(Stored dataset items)
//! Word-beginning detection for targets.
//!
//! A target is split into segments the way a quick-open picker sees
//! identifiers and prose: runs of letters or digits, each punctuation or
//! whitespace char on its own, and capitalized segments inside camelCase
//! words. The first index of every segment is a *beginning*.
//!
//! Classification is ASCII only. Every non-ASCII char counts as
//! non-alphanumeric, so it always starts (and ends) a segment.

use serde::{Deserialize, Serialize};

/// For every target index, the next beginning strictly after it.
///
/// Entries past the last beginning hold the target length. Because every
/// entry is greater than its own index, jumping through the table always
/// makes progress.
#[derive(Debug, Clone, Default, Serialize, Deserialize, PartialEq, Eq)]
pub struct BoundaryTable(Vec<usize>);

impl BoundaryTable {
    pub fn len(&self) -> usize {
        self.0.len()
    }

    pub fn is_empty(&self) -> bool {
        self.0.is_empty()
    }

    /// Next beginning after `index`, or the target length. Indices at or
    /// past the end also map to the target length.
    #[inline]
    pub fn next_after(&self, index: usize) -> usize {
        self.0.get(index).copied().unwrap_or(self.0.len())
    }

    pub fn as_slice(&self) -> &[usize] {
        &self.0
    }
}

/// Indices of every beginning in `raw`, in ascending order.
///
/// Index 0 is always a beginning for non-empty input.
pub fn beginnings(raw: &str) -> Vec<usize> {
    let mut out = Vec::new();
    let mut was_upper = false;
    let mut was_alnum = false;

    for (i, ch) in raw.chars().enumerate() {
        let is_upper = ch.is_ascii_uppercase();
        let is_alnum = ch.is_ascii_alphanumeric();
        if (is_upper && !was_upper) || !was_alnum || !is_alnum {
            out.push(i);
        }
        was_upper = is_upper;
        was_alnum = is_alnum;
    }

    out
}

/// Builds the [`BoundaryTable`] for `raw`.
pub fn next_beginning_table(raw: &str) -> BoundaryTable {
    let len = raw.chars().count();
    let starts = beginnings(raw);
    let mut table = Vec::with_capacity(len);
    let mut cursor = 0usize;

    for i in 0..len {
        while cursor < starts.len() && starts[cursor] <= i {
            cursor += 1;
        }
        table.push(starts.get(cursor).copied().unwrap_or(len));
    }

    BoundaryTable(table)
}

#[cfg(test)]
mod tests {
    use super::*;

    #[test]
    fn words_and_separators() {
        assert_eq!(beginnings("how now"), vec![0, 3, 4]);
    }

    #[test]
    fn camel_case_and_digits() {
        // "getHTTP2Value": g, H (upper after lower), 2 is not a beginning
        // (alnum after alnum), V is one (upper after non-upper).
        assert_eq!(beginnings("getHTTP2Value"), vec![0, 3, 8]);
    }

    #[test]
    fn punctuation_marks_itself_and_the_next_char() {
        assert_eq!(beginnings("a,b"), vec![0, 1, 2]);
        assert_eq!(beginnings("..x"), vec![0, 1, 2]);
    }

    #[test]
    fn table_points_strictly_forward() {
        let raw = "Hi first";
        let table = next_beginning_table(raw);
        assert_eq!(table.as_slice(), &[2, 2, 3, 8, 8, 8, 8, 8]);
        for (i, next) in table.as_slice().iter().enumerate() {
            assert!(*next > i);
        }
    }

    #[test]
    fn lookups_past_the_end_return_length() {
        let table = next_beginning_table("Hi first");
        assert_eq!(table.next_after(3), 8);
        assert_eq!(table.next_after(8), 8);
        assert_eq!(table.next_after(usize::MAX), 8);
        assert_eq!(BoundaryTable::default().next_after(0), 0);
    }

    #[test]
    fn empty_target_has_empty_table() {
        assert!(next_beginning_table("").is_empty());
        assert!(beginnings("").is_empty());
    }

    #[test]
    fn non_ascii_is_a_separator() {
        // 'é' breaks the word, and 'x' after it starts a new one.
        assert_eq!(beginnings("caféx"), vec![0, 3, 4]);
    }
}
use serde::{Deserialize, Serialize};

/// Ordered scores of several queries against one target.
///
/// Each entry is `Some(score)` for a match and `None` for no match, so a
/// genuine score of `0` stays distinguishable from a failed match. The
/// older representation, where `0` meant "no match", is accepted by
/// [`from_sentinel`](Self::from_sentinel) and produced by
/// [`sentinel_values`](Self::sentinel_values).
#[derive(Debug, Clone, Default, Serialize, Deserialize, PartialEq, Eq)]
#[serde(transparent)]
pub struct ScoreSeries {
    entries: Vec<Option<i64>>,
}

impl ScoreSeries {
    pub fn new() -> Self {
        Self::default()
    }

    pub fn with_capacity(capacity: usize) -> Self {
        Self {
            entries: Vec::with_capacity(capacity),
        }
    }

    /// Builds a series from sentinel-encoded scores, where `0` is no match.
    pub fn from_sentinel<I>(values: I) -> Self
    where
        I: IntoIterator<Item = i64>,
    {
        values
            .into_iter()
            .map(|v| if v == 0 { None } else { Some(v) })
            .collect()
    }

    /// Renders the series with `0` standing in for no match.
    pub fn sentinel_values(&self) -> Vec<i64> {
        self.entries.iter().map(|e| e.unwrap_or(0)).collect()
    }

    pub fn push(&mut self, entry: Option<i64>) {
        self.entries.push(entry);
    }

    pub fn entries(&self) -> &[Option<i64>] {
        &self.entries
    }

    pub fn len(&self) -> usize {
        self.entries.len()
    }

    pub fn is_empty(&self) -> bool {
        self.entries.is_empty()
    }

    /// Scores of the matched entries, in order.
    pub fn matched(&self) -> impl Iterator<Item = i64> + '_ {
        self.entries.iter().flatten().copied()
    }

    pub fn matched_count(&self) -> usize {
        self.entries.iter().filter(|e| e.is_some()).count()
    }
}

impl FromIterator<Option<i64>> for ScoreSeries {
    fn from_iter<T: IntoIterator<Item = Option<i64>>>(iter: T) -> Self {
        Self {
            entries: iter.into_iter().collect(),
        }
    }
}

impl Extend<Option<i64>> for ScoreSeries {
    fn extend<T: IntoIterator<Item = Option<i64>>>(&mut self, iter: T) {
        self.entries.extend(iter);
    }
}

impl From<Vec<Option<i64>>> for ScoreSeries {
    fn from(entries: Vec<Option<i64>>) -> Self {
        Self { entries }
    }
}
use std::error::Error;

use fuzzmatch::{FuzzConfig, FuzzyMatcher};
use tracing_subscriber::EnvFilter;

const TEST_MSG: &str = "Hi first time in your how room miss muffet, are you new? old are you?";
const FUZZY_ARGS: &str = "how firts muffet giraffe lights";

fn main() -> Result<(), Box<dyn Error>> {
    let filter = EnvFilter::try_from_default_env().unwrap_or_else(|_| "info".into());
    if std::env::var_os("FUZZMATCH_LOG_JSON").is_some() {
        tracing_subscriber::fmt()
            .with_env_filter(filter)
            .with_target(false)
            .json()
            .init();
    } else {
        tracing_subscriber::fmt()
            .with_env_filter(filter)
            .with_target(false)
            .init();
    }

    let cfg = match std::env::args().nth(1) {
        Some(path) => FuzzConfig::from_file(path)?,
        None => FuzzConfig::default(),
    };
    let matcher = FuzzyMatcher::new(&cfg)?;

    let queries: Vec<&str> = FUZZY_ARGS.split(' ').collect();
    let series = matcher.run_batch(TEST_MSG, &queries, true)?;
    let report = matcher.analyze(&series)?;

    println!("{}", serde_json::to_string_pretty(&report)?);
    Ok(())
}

What is expected
Every entry above needs to be copied exactly.

Finished task
//! Word-beginning detection for targets.
//!
//! A target is split into segments the way a quick-open picker sees
//! identifiers and prose: runs of letters or digits, each punctuation or
//! whitespace char on its own, and capitalized segments inside camelCase
//! words. The first index of every segment is a *beginning*.
//!
//! Classification is ASCII only. Every non-ASCII char counts as
//! non-alphanumeric, so it always starts (and ends) a segment.

use serde::{Deserialize, Serialize};

/// For every target index, the next beginning strictly after it.
///
/// Entries past the last beginning hold the target length. Because every
/// entry is greater than its own index, jumping through the table always
/// makes progress.
#[derive(Debug, Clone, Default, Serialize, Deserialize, PartialEq, Eq)]
pub struct BoundaryTable(Vec<usize>);

impl BoundaryTable {
    pub fn len(&self) -> usize {
        self.0.len()
    }

    pub fn is_empty(&self) -> bool {
        self.0.is_empty()
    }

    /// Next beginning after `index`, or the target length. Indices at or
    /// past the end also map to the target length.
    #[inline]
    pub fn next_after(&self, index: usize) -> usize {
        self.0.get(index).copied().unwrap_or(self.0.len())
    }

    pub fn as_slice(&self) -> &[usize] {
        &self.0
    }
}

/// Indices of every beginning in `raw`, in ascending order.
///
/// Index 0 is always a beginning for non-empty input.
pub fn beginnings(raw: &str) -> Vec<usize> {
    let mut out = Vec::new();
    let mut was_upper = false;
    let mut was_alnum = false;

    for (i, ch) in raw.chars().enumerate() {
        let is_upper = ch.is_ascii_uppercase();
        let is_alnum = ch.is_ascii_alphanumeric();
        if (is_upper && !was_upper) || !was_alnum || !is_alnum {
            out.push(i);
        }
        was_upper = is_upper;
        was_alnum = is_alnum;
    }

    out
}

/// Builds the [`BoundaryTable`] for `raw`.
pub fn next_beginning_table(raw: &str) -> BoundaryTable {
    let len = raw.chars().count();
    let starts = beginnings(raw);
    let mut table = Vec::with_capacity(len);
    let mut cursor = 0usize;

    for i in 0..len {
        while cursor < starts.len() && starts[cursor] <= i {
            cursor += 1;
        }
        table.push(starts.get(cursor).copied().unwrap_or(len));
    }

    BoundaryTable(table)
}

#[cfg(test)]
mod tests {
    use super::*;

    #[test]
    fn words_and_separators() {
        assert_eq!(beginnings("how now"), vec![0, 3, 4]);
    }

    #[test]
    fn camel_case_and_digits() {
        // "getHTTP2Value": g, H (upper after lower), 2 is not a beginning
        // (alnum after alnum), V is one (upper after non-upper).
        assert_eq!(beginnings("getHTTP2Value"), vec![0, 3, 8]);
    }

    #[test]
    fn punctuation_marks_itself_and_the_next_char() {
        assert_eq!(beginnings("a,b"), vec![0, 1, 2]);
        assert_eq!(beginnings("..x"), vec![0, 1, 2]);
    }

    #[test]
    fn table_points_strictly_forward() {
        let raw = "Hi first";
        let table = next_beginning_table(raw);
        assert_eq!(table.as_slice(), &[2, 2, 3, 8, 8, 8, 8, 8]);
        for (i, next) in table.as_slice().iter().enumerate() {
            assert!(*next > i);
        }
    }

    #[test]
    fn lookups_past_the_end_return_length() {
        let table = next_beginning_table("Hi first");
        assert_eq!(table.next_after(3), 8);
        assert_eq!(table.next_after(8), 8);
        assert_eq!(table.next_after(usize::MAX), 8);
        assert_eq!(BoundaryTable::default().next_after(0), 0);
    }

    #[test]
    fn empty_target_has_empty_table() {
        assert!(next_beginning_table("").is_empty());
        assert!(beginnings("").is_empty());
    }

    #[test]
    fn non_ascii_is_a_separator() {
        // 'é' breaks the word, and 'x' after it starts a new one.
        assert_eq!(beginnings("caféx"), vec![0, 3, 4]);
    }
}
use serde::{Deserialize, Serialize};

/// Ordered scores of several queries against one target.
///
/// Each entry is `Some(score)` for a match and `None` for no match, so a
/// genuine score of `0` stays distinguishable from a failed match. The
/// older representation, where `0` meant "no match", is accepted by
/// [`from_sentinel`](Self::from_sentinel) and produced by
/// [`sentinel_values`](Self::sentinel_values).
#[derive(Debug, Clone, Default, Serialize, Deserialize, PartialEq, Eq)]
#[serde(transparent)]
pub struct ScoreSeries {
    entries: Vec<Option<i64>>,
}

impl ScoreSeries {
    pub fn new() -> Self {
        Self::default()
    }

    pub fn with_capacity(capacity: usize) -> Self {
        Self {
            entries: Vec::with_capacity(capacity),
        }
    }

    /// Builds a series from sentinel-encoded scores, where `0` is no match.
    pub fn from_sentinel<I>(values: I) -> Self
    where
        I: IntoIterator<Item = i64>,
    {
        values
            .into_iter()
            .map(|v| if v == 0 { None } else { Some(v) })
            .collect()
    }

    /// Renders the series with `0` standing in for no match.
    pub fn sentinel_values(&self) -> Vec<i64> {
        self.entries.iter().map(|e| e.unwrap_or(0)).collect()
    }

    pub fn push(&mut self, entry: Option<i64>) {
        self.entries.push(entry);
    }

    pub fn entries(&self) -> &[Option<i64>] {
        &self.entries
    }

    pub fn len(&self) -> usize {
        self.entries.len()
    }

    pub fn is_empty(&self) -> bool {
        self.entries.is_empty()
    }

    /// Scores of the matched entries, in order.
    pub fn matched(&self) -> impl Iterator<Item = i64> + '_ {
        self.entries.iter().flatten().copied()
    }

    pub fn matched_count(&self) -> usize {
        self.entries.iter().filter(|e| e.is_some()).count()
    }
}

impl FromIterator<Option<i64>> for ScoreSeries {
    fn from_iter<T: IntoIterator<Item = Option<i64>>>(iter: T) -> Self {
        Self {
            entries: iter.into_iter().collect(),
        }
    }
}

impl Extend<Option<i64>> for ScoreSeries {
    fn extend<T: IntoIterator<Item = Option<i64>>>(&mut self, iter: T) {
        self.entries.extend(iter);
    }
}

impl From<Vec<Option<i64>>> for ScoreSeries {
    fn from(entries: Vec<Option<i64>>) -> Self {
        Self { entries }
    }
}
use std::error::Error;

use fuzzmatch::{FuzzConfig, FuzzyMatcher};
use tracing_subscriber::EnvFilter;

const TEST_MSG: &str = "Hi first time in your how room miss muffet, are you new? old are you?";
const FUZZY_ARGS: &str = "how firts muffet giraffe lights";

fn main() -> Result<(), Box<dyn Error>> {
    let filter = EnvFilter::try_from_default_env().unwrap_or_else(|_| "info".into());
    if std::env::var_os("FUZZMATCH_LOG_JSON").is_some() {
        tracing_subscriber::fmt()
            .with_env_filter(filter)
            .with_target(false)
            .json()
            .init();
    } else {
        tracing_subscriber::fmt()
            .with_env_filter(filter)
            .with_target(false)
            .init();
    }

    let cfg = match std::env::args().nth(1) {
        Some(path) => FuzzConfig::from_file(path)?,
        None => FuzzConfig::default(),
    };
    let matcher = FuzzyMatcher::new(&cfg)?;

    let queries: Vec<&str> = FUZZY_ARGS.split(' ').collect();
    let series = matcher.run_batch(TEST_MSG, &queries, true)?;
    let report = matcher.analyze(&series)?;

    println!("{}", serde_json::to_string_pretty(&report)?);
    Ok(())
}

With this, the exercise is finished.